New Global Witness analysis shows that Sawan’s pay packet would take an average UK worker 227 years to earn or could pay for 4,700 household energy bills in the UK. 

Sawan’s bonus is linked, in part, to his ability to increase oil and gas production, according to an analysis by Carbon Tracker. 

Last year, only six months after taking over as CEO, Sawan promised Shell would produce more oil, killing the company’s pledge to decrease output by 2030. 

According to a new analysis by Global Witness, based on Rystad data, Shell's carbon emissions surged by 4% in 2023

compared to 2022, and in 2024 they are projected to increase by an additional 5%. Emissions must drop 43% by 2030 if we are to stay within 1.5 degrees global warming, according the United Nations. 

Global Witness also revealed that in 2023 Shell gave huge shareholder payouts of £18.4 billion ($23 billion), nine times more than its “green” spending on “Renewables and Energy Solutions” (RES). Shell’s real renewables investments – like solar or wind – is even less, as the company includes fossil fuel operations – like trading gas – in its RES reporting.  

Today’s news follows BP’s announcement last week that new CEO Murray Auchincloss took home £8 million last year. 

Jonathan Noronha-Gant, Senior Fossil Fuels Campaigner at Global Witness, said: 

“Shell’s CEO £8 million pay packet is a bitter pill to swallow for the millions of workers living with the high costs of energy. Our reliance on Shell’s dirty oil and gas make them rich whilst the rest of us get poorer. 

“Nothing highlights our broken energy system more than the Shell boss receiving 227 times more money than an average UK worker. Whilst energy executives celebrate making billions from the war in Ukraine, millions of people struggle to heat or feed themselves. We need our politicians to prioritise their people and not the polluters who fund them.” 

NOTES TO EDITOR 

1. Average UK energy bills drawn from Cornwall Insight estimates for the year starting 2 April 2024, as reported by the BBC

2. Average UK salaries drawn from Office of National Statistics.  

3. Shells expenditure on “Renewables and Energy Solutions” is based upon the company’s cash capital expenditure spend for FY 2023. 

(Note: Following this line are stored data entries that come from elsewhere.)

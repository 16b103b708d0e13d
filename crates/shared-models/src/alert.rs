//! Price alerts, owned exclusively by the notification gateway (C9).

use serde::{Deserialize, Serialize};

#[derive(Debug, Clone, Copy, Serialize, Deserialize, PartialEq, Eq)]
#[serde(rename_all = "snake_case")]
pub enum AlertCondition {
    Above,
    Below,
    CrossesAbove,
    CrossesBelow,
}

impl AlertCondition {
    pub fn parse(s: &str) -> Option<Self> {
        match s {
            "above" => Some(Self::Above),
            "below" => Some(Self::Below),
            "crosses_above" => Some(Self::CrossesAbove),
            "crosses_below" => Some(Self::CrossesBelow),
            _ => None,
        }
    }

    /// Evaluate this condition against the current price and the previous
    /// observation. Crossing conditions require `last_price` to be
    /// `Some` — on the first observation they can never fire (§8 invariant).
    pub fn fires(&self, current: f64, threshold: f64, last_price: Option<f64>) -> bool {
        match self {
            AlertCondition::Above => current > threshold,
            AlertCondition::Below => current < threshold,
            AlertCondition::CrossesAbove => match last_price {
                Some(prev) => prev <= threshold && current > threshold,
                None => false,
            },
            AlertCondition::CrossesBelow => match last_price {
                Some(prev) => prev >= threshold && current < threshold,
                None => false,
            },
        }
    }
}

#[derive(Debug, Clone, Serialize, Deserialize)]
pub struct Alert {
    pub alert_id: String,
    pub symbol: String,
    pub condition: AlertCondition,
    pub threshold: f64,
    pub channel: Option<String>,
    pub owner: Option<String>,
    pub created_at: String,
    pub triggered: bool,
    pub trigger_count: u32,
    #[serde(skip_serializing_if = "Option::is_none")]
    pub triggered_at: Option<String>,
    #[serde(skip_serializing_if = "Option::is_none")]
    pub triggered_price: Option<f64>,
    pub last_price: Option<f64>,
    pub last_checked: Option<String>,
}

impl Alert {
    pub fn new(
        alert_id: impl Into<String>,
        symbol: impl Into<String>,
        condition: AlertCondition,
        threshold: f64,
        channel: Option<String>,
        owner: Option<String>,
    ) -> Self {
        Self {
            alert_id: alert_id.into(),
            symbol: symbol.into(),
            condition,
            threshold,
            channel,
            owner,
            created_at: crate::time::now_iso(),
            triggered: false,
            trigger_count: 0,
            triggered_at: None,
            triggered_price: None,
            last_price: None,
            last_checked: None,
        }
    }
}

#[cfg(test)]
mod tests {
    use super::*;

    #[test]
    fn crossing_never_fires_on_first_observation() {
        assert!(!AlertCondition::CrossesAbove.fires(105.0, 100.0, None));
        assert!(!AlertCondition::CrossesBelow.fires(95.0, 100.0, None));
    }

    #[test]
    fn crossing_fires_once_a_prior_observation_exists() {
        assert!(AlertCondition::CrossesAbove.fires(105.0, 100.0, Some(95.0)));
        assert!(!AlertCondition::CrossesAbove.fires(105.0, 100.0, Some(101.0)));
    }
}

4. Data on Shell’s oil and gas production was sourced from energy business intelligence agency Rystad Energy’s UCube database. The data on oil covers only crude oil and gas. We did not include figures NGL and condensate, making these conservative production estimates. We based our emissions calculations on values taken from the European Investment Bank’s 2023 Carbon Footprint Methodologies to arrive at overall end use (Scope 3) emissions volumes from Shell’s operated oil and gas production. Carbon budget calculations are based off a carbon budget being roughly equivalent to 250 billion tonnes CO2e in order to retain a 50 percent chance of limiting warming to 1.5C, according to the latest peer-reviewed research available here.  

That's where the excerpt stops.